### [INSTRUCTIONS FOR THE TASK]
Reproduce the entries. Match every word.

### [Items from a data source]
● ● ● ● ●
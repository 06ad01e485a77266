//! The `boolean` plugin.

use std::rc::Rc;

use super::num::{binary, unary};
use crate::builder::{Expr, Lift};
use crate::error::{Fault, Outcome};
use crate::graph::{Node, TypeTag};
use crate::interp::{Cx, Fragment, Value, Visit};
use crate::plugin::{Plugin, TraitImpl};

const KINDS: &[&str] = &["boolean/and", "boolean/or", "boolean/not", "boolean/eq"];

/// The `boolean` plugin.
pub fn plugin() -> Plugin {
    let mut plugin = Plugin::new("boolean", KINDS, Rc::new(BooleanFragment))
        .implements(TraitImpl::new("eq", TypeTag::Boolean).op("eq", "boolean/eq"));
    for kind in KINDS {
        plugin = plugin.returns(*kind, TypeTag::Boolean);
    }
    plugin
}

/// Logical constructors on expression handles.
pub trait BoolOps<'b> {
    /// Short-circuiting conjunction.
    fn and(self, other: impl Into<Lift<'b>>) -> Expr<'b>;
    /// Short-circuiting disjunction.
    fn or(self, other: impl Into<Lift<'b>>) -> Expr<'b>;
    /// Negation.
    fn not(self) -> Expr<'b>;
}

impl<'b> BoolOps<'b> for Expr<'b> {
    fn and(self, other: impl Into<Lift<'b>>) -> Expr<'b> {
        binary(self, "boolean/and", other)
    }

    fn or(self, other: impl Into<Lift<'b>>) -> Expr<'b> {
        binary(self, "boolean/or", other)
    }

    fn not(self) -> Expr<'b> {
        unary(self, "boolean/not")
    }
}

/// Interpreter for `boolean/*`.
#[derive(Debug, Default, Clone, Copy)]
pub struct BooleanFragment;

impl Fragment for BooleanFragment {
    fn name(&self) -> &str {
        "boolean"
    }

    fn kinds(&self) -> &[&'static str] {
        KINDS
    }

    fn visit(&self, node: Rc<Node>, cx: Cx) -> Visit {
        Visit::suspend(evaluate(node, cx))
    }
}

async fn evaluate(node: Rc<Node>, cx: Cx) -> Outcome {
    let kind = node.kind.as_str();
    let truth = |value: Value| {
        value
            .as_bool()
            .ok_or_else(|| Fault::type_error(kind, "boolean", &value))
    };
    if kind == "boolean/not" {
        let x = truth(cx.recurse(node.child("operand")?).await?)?;
        return Ok(Value::Bool(!x));
    }
    let left = truth(cx.recurse(node.child("left")?).await?)?;
    match (kind, left) {
        ("boolean/and", false) => return Ok(Value::Bool(false)),
        ("boolean/or", true) => return Ok(Value::Bool(true)),
        _ => {}
    }
    let right = truth(cx.recurse(node.child("right")?).await?)?;
    Ok(Value::Bool(match kind {
        "boolean/eq" => left == right,
        _ => right,
    }))
}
● ● ● ● ●
### [ANSWER SPACE]
repository 06ad01e485a77266
//! The `boolean` plugin.

use std::rc::Rc;

use super::num::{binary, unary};
use crate::builder::{Expr, Lift};
use crate::error::{Fault, Outcome};
use crate::graph::{Node, TypeTag};
use crate::interp::{Cx, Fragment, Value, Visit};
use crate::plugin::{Plugin, TraitImpl};

const KINDS: &[&str] = &["boolean/and", "boolean/or", "boolean/not", "boolean/eq"];

/// The `boolean` plugin.
pub fn plugin() -> Plugin {
    let mut plugin = Plugin::new("boolean", KINDS, Rc::new(BooleanFragment))
        .implements(TraitImpl::new("eq", TypeTag::Boolean).op("eq", "boolean/eq"));
    for kind in KINDS {
        plugin = plugin.returns(*kind, TypeTag::Boolean);
    }
    plugin
}

/// Logical constructors on expression handles.
pub trait BoolOps<'b> {
    /// Short-circuiting conjunction.
    fn and(self, other: impl Into<Lift<'b>>) -> Expr<'b>;
    /// Short-circuiting disjunction.
    fn or(self, other: impl Into<Lift<'b>>) -> Expr<'b>;
    /// Negation.
    fn not(self) -> Expr<'b>;
}

impl<'b> BoolOps<'b> for Expr<'b> {
    fn and(self, other: impl Into<Lift<'b>>) -> Expr<'b> {
        binary(self, "boolean/and", other)
    }

    fn or(self, other: impl Into<Lift<'b>>) -> Expr<'b> {
        binary(self, "boolean/or", other)
    }

    fn not(self) -> Expr<'b> {
        unary(self, "boolean/not")
    }
}

/// Interpreter for `boolean/*`.
#[derive(Debug, Default, Clone, Copy)]
pub struct BooleanFragment;

impl Fragment for BooleanFragment {
    fn name(&self) -> &str {
        "boolean"
    }

    fn kinds(&self) -> &[&'static str] {
        KINDS
    }

    fn visit(&self, node: Rc<Node>, cx: Cx) -> Visit {
        Visit::suspend(evaluate(node, cx))
    }
}

async fn evaluate(node: Rc<Node>, cx: Cx) -> Outcome {
    let kind = node.kind.as_str();
    let truth = |value: Value| {
        value
            .as_bool()
            .ok_or_else(|| Fault::type_error(kind, "boolean", &value))
    };
    if kind == "boolean/not" {
        let x = truth(cx.recurse(node.child("operand")?).await?)?;
        return Ok(Value::Bool(!x));
    }
    let left = truth(cx.recurse(node.child("left")?).await?)?;
    match (kind, left) {
        ("boolean/and", false) => return Ok(Value::Bool(false)),
        ("boolean/or", true) => return Ok(Value::Bool(true)),
        _ => {}
    }
    let right = truth(cx.recurse(node.child("right")?).await?)?;
    Ok(Value::Bool(match kind {
        "boolean/eq" => left == right,
        _ => right,
    }))
}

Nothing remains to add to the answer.